*DATA SHOWN*.
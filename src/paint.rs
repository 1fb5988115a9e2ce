//! Display list types shared by renderers and surfaces.
//!
//! Renderers never touch pixels. They describe a frame as an ordered list of
//! [`PaintOp`]s in surface-local coordinates (bottom-left origin, Y up), and
//! each [`OverlaySurface`](crate::surface::OverlaySurface) turns that list into
//! whatever its compositor understands. Ops are composited source-over in
//! list order.

use crate::geometry::{Point, Rect};

/// A straight-alpha RGBA color with components in `[0, 1]`.
#[derive(Debug, Clone, Copy, PartialEq)]
#[cfg_attr(feature = "serde", derive(serde::Serialize, serde::Deserialize))]
pub struct Color {
    pub r: f64,
    pub g: f64,
    pub b: f64,
    pub a: f64,
}

impl Color {
    pub const TRANSPARENT: Color = Color::rgba(0.0, 0.0, 0.0, 0.0);
    pub const BLACK: Color = Color::rgba(0.0, 0.0, 0.0, 1.0);
    pub const WHITE: Color = Color::rgba(1.0, 1.0, 1.0, 1.0);

    pub const fn rgba(r: f64, g: f64, b: f64, a: f64) -> Self {
        Self { r, g, b, a }
    }

    pub const fn rgb(r: f64, g: f64, b: f64) -> Self {
        Self::rgba(r, g, b, 1.0)
    }

    /// Same color with a different alpha.
    pub fn with_alpha(self, a: f64) -> Self {
        Self { a, ..self }
    }

    /// Same color with alpha multiplied by `factor`.
    pub fn scale_alpha(self, factor: f64) -> Self {
        self.with_alpha(self.a * factor)
    }

    /// Linear interpolation, `t = 0` gives `self`.
    pub fn lerp(self, other: Color, t: f64) -> Color {
        let t = t.clamp(0.0, 1.0);
        Color::rgba(
            self.r + (other.r - self.r) * t,
            self.g + (other.g - self.g) * t,
            self.b + (other.b - self.b) * t,
            self.a + (other.a - self.a) * t,
        )
    }

    /// Clamp every component into `[0, 1]`, replacing NaN with 0.
    pub fn sanitized(self) -> Color {
        let c = |v: f64| if v.is_nan() { 0.0 } else { v.clamp(0.0, 1.0) };
        Color::rgba(c(self.r), c(self.g), c(self.b), c(self.a))
    }
}

impl Default for Color {
    fn default() -> Self {
        Color::BLACK
    }
}

/// A closed shape boundary.
#[derive(Debug, Clone, PartialEq)]
pub enum Outline {
    Circle { center: Point, radius: f64 },
    /// Closed polygon; the last vertex connects back to the first.
    Polygon(Vec<Point>),
}

impl Outline {
    /// Even-odd containment test.
    pub fn contains(&self, point: Point) -> bool {
        match self {
            Outline::Circle { center, radius } => point.distance_to(*center) < *radius,
            Outline::Polygon(vertices) => {
                let mut inside = false;
                let n = vertices.len();
                for i in 0..n {
                    let a = vertices[i];
                    let b = vertices[(i + n - 1) % n];
                    if (a.y > point.y) != (b.y > point.y) {
                        let cross_x = a.x + (point.y - a.y) * (b.x - a.x) / (b.y - a.y);
                        if point.x < cross_x {
                            inside = !inside;
                        }
                    }
                }
                inside
            }
        }
    }

    /// Shortest distance from `point` to the boundary.
    pub fn distance_to_edge(&self, point: Point) -> f64 {
        match self {
            Outline::Circle { center, radius } => (point.distance_to(*center) - radius).abs(),
            Outline::Polygon(vertices) => {
                let n = vertices.len();
                (0..n)
                    .map(|i| segment_distance(point, vertices[i], vertices[(i + 1) % n]))
                    .fold(f64::INFINITY, f64::min)
            }
        }
    }
}

fn segment_distance(p: Point, a: Point, b: Point) -> f64 {
    let (dx, dy) = (b.x - a.x, b.y - a.y);
    let len_sq = dx * dx + dy * dy;
    if len_sq <= f64::EPSILON {
        return p.distance_to(a);
    }
    let t = (((p.x - a.x) * dx + (p.y - a.y) * dy) / len_sq).clamp(0.0, 1.0);
    p.distance_to(Point::new(a.x + t * dx, a.y + t * dy))
}

/// One drawing instruction.
#[derive(Debug, Clone, PartialEq)]
pub enum PaintOp {
    /// Reset the whole surface to fully transparent.
    Clear,
    /// Fill `rect`, leaving `hole` untouched (even-odd cut).
    FillWithHole {
        rect: Rect,
        hole: Option<Outline>,
        color: Color,
    },
    /// Circular band between two radii, colored by distance from the center.
    RadialGradientRing {
        center: Point,
        inner_radius: f64,
        outer_radius: f64,
        inner_color: Color,
        outer_color: Color,
    },
    /// The region inside `outer` but outside `inner`.
    FillRing {
        outer: Outline,
        inner: Outline,
        color: Color,
    },
    StrokeOutline {
        outline: Outline,
        width: f64,
        color: Color,
    },
    FillOutline {
        outline: Outline,
        color: Color,
    },
    /// A text label whose baseline is horizontally centered on `anchor`.
    Text {
        anchor: Point,
        text: String,
        size: f64,
        color: Color,
    },
}

/// An ordered list of paint ops for one surface.
#[derive(Debug, Clone, Default, PartialEq)]
pub struct Frame {
    ops: Vec<PaintOp>,
}

impl Frame {
    pub fn new() -> Self {
        Self::default()
    }

    pub fn push(&mut self, op: PaintOp) {
        self.ops.push(op);
    }

    pub fn ops(&self) -> &[PaintOp] {
        &self.ops
    }

    pub fn len(&self) -> usize {
        self.ops.len()
    }

    pub fn is_empty(&self) -> bool {
        self.ops.is_empty()
    }
}

impl Extend<PaintOp> for Frame {
    fn extend<T: IntoIterator<Item = PaintOp>>(&mut self, iter: T) {
        self.ops.extend(iter);
    }
}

*TASK STATEMENT*.
A copy of each line above that holds the word "crate" is the expected answer.

*TASK ANSWER*.
//! each [`OverlaySurface`](crate::surface::OverlaySurface) turns that list into
use crate::geometry::{Point, Rect};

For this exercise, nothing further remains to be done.